Would you expect any less complexity from this man? After all, this is the Neil Young whose music over the past four decades has pretty much defined a generation and a genre. He is the rock singer who mixes musical styles (his latest CD is pure country), and he is not afraid to speak his mind — on politics or any other subject.
“A long time ago, maybe in my early 20s, I decided that I was going to try to sing about things that really mattered to me. Sure, sometimes I’m totally self-engrossed in my own trip, but at other times, I am concerned about what’s going on in the world. There are just so many injustices, so many inaccuracies and so many unbalances. I feel a need to illuminate them.”
SENSE OF MORTALITY
Although he performed with a string of bands in his native Canada, it wasn’t until he moved to California and hooked up with Stephen Stills in the group Buffalo Springfield that Young started to hint at what was to come.
When the band broke up in 1969, Young began his solo career, releasing two albums (“Neil Young” and “Everybody Knows This Is Nowhere”) before joining Stills, David Crosby and Graham Nash in creating a new band. Apparently stuck for a name, they called themselves Crosby, Stills, Nash and Young.
Although he continued to work occasionally with Crosby, Stills and Nash, Young’s solo career shifted into a higher gear. With the 1972 release of “Harvest,” Young ascended to rock-god status. Although sales of subsequent albums have ebbed and flowed, Young’s integrity and respect for him in the music world have remained intact. Whether he was singing rock ’n’ roll, country or folk, people paid attention. In 1995, he was inducted into the Rock and Roll Hall of Fame.
Young says his career is cyclical, and that he had already headed back in a country direction when he was engulfed in a medical crisis. He started writing at a furious pace. An operation was needed to correct the problem, but Young says he wasn’t sure he would survive the procedure, so he rushed his new country songs into a studio.
“Sure, there was a sense of mortality in the songwriting process, but even without the health scare, I think the same things were inside me,” Young says. “It’s possible that (the medical condition) might have coaxed them out a little faster.
“All I know is that I was living in the moment. I was going day to day.”
LET’S MAKE A MOVIE
Meanwhile, filmmaker Demme (Oscar winner for “The Silence of the Lambs,” but also known for his landmark Talking Heads concert film “Stop Making Sense”) was looking for something to do.

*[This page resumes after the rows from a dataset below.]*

//! Test harness for regalloc-oracle unit and integration tests
//!
//! Builders for assembly functions, and a scripted [`Toolchain`] that plays
//! the compiler under test and the host C compiler without spawning anything.
//!
//! # Example
//!
//! ```rust
//! use regalloc_oracle::asm::Register::*;
//! use regalloc_oracle::test_harness::*;
//! use regalloc_oracle::verify::check_no_spills;
//!
//! let func = function("target", vec![
//!     mov(reg(Di), reg(Ax)),
//!     instr("addl", vec![imm(1), reg(Ax)]),
//!     instr("ret", vec![]),
//! ]);
//! assert!(check_no_spills(&func).is_ok());
//! ```

#![allow(
    clippy::must_use_candidate,
    clippy::missing_panics_doc,
    clippy::needless_pass_by_value
)]

use std::cell::RefCell;
use std::fs;
use std::path::{Path, PathBuf};

use crate::asm::{AsmItem, AssemblyFunction, Instruction, Operand, Register};
use crate::error::Step;
use crate::toolchain::{CompilerOutput, RunOutput, Toolchain, executable_for};
use crate::{Error, Result};

pub fn reg(r: Register) -> Operand {
    Operand::Reg(r)
}

pub fn imm(value: i64) -> Operand {
    Operand::Imm(value)
}

/// Frame slot `disp(%rbp)`.
pub fn stack(disp: i64) -> Operand {
    Operand::Memory {
        disp,
        base: Register::Bp,
    }
}

/// Memory through a register other than the frame base.
pub fn mem(disp: i64, base: Register) -> Operand {
    Operand::Memory { disp, base }
}

pub fn instr(mnemonic: &str, operands: Vec<Operand>) -> AsmItem {
    AsmItem::Instruction(Instruction::new(mnemonic, operands))
}

pub fn mov(src: Operand, dst: Operand) -> AsmItem {
    instr("movq", vec![src, dst])
}

pub fn label(name: &str) -> AsmItem {
    AsmItem::Label(name.to_string())
}

pub fn function(name: &str, items: Vec<AsmItem>) -> AssemblyFunction {
    AssemblyFunction::with_items(name, items)
}

/// Toolchain double driven by canned results.
///
/// Successful compiles and links write placeholder files where the real
/// tools would, so artifact cleanup can be observed. Every call is logged in
/// `calls` as `"<tool> <flag> <file name>"`.
#[derive(Debug, Default)]
pub struct ScriptedToolchain {
    /// Text written as the `.s` output of `-s` compiles.
    pub assembly: String,
    /// Exit code of the compiler under test.
    pub compile_code: i32,
    pub compile_stderr: String,
    /// Extension of a file every compile leaves next to the source, the way
    /// a compiler keeping its preprocessed `.i` would.
    pub intermediate: Option<String>,
    /// Fail host compiles and links with this message.
    pub host_failure: Option<String>,
    /// Exit code, stdout and stderr of every executed program.
    pub run_code: Option<i32>,
    pub run_stdout: String,
    pub run_stderr: String,
    pub calls: RefCell<Vec<String>>,
}

impl ScriptedToolchain {
    /// Compiles succeed, programs exit 0 silently.
    pub fn new() -> Self {
        Self {
            run_code: Some(0),
            ..Self::default()
        }
    }

    pub fn with_assembly(mut self, text: &str) -> Self {
        self.assembly = text.to_string();
        self
    }

    pub fn with_compile_failure(mut self, code: i32, stderr: &str) -> Self {
        self.compile_code = code;
        self.compile_stderr = stderr.to_string();
        self
    }

    pub fn with_intermediate(mut self, extension: &str) -> Self {
        self.intermediate = Some(extension.to_string());
        self
    }

    pub fn with_run(mut self, code: Option<i32>, stdout: &str, stderr: &str) -> Self {
        self.run_code = code;
        self.run_stdout = stdout.to_string();
        self.run_stderr = stderr.to_string();
        self
    }

    pub fn with_host_failure(mut self, stderr: &str) -> Self {
        self.host_failure = Some(stderr.to_string());
        self
    }

    pub fn calls(&self) -> Vec<String> {
        self.calls.borrow().clone()
    }

    fn log(&self, tool: &str, flag: &str, path: &Path) {
        let name = path
            .file_name()
            .map(|n| n.to_string_lossy().into_owned())
            .unwrap_or_default();
        self.calls.borrow_mut().push(format!("{tool} {flag} {name}"));
    }

    fn host(&self, step: Step, subject: &Path) -> Result<()> {
        match &self.host_failure {
            Some(stderr) => Err(Error::Toolchain {
                step,
                program: subject.to_path_buf(),
                stderr: stderr.clone(),
            }),
            None => Ok(()),
        }
    }
}

fn write(path: &Path, contents: &str) -> Result<()> {
    fs::write(path, contents).map_err(|e| Error::io(path, e))
}

impl Toolchain for ScriptedToolchain {
    fn invoke_compiler(&self, source: &Path, flag: Option<&str>) -> Result<CompilerOutput> {
        self.log("cc", flag.unwrap_or("-"), source);
        if let Some(ext) = &self.intermediate {
            write(&source.with_extension(ext), "intermediate")?;
        }
        if self.compile_code == 0 {
            match flag {
                Some("-s") => write(&source.with_extension("s"), &self.assembly)?,
                Some("-c") => write(&source.with_extension("o"), "object")?,
                None | Some("-lm") => write(&source.with_extension(""), "executable")?,
                Some(_) => {}
            }
        }
        Ok(CompilerOutput {
            code: Some(self.compile_code),
            stderr: self.compile_stderr.clone(),
        })
    }

    fn build_object(&self, source: &Path) -> Result<PathBuf> {
        self.log("host", "-c", source);
        self.host(Step::HostCompile, source)?;
        let object = source.with_extension("o");
        write(&object, "object")?;
        Ok(object)
    }

    fn link_and_run(&self, inputs: &[PathBuf]) -> Result<RunOutput> {
        let exe = executable_for(inputs)
            .ok_or_else(|| Error::Internal("link requested with no inputs".into()))?;
        self.log("host", "link", &inputs[0]);
        self.host(Step::Link, &inputs[0])?;
        write(&exe, "executable")?;
        self.run(&exe)
    }

    fn run(&self, executable: &Path) -> Result<RunOutput> {
        self.log("run", "-", executable);
        Ok(RunOutput {
            executable: executable.to_path_buf(),
            code: self.run_code,
            stdout: self.run_stdout.clone(),
            stderr: self.run_stderr.clone(),
        })
    }
}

He hadn’t heard about Young’s plan to record a new album, but Demme gave the singer a call.
“I know it sounds crazy, but I just picked up the phone and said, ‘I think I’ll call Neil Young.’ It was perfect timing because he was just going into the studio.”
Young, who is no stranger to the film process (“Journey Through the Past,” “Rust Never Sleeps” and his most recent project, “Greendale”), says he jumped at the chance to work with Demme.
“It’s another hash house on the road to success,” the singer says with a big laugh. “I had a bunch of songs I believed in, and Jonathan is a great filmmaker. It was a natural progression to make the film. The more cinematic my life becomes, the more I need to involve film in the process.
“Besides, every once in a while, it’s a good thing to document what you’ve done.”
In August 2005, Demme’s film crew took over the historic Ryman Auditorium in Nashville, Tenn., to film Young and his band for two nights.
“We didn’t photograph a stop on his concert tour,” the filmmaker says. “We staged a concert in order to photograph it. There’s a key distinction; this was a staged event. I turned the Ryman into a movie set and invited the audience. This was a movie, and not just a concert.”
Young performs 10 songs from his new album and a handful of classic hits, including “Old Man,” “The Needle and the Damage Done” and the title song. Demme says he believes his film captures a “master at the peak of his form. And I don’t think there is any better way to meet an artist than at his peak.”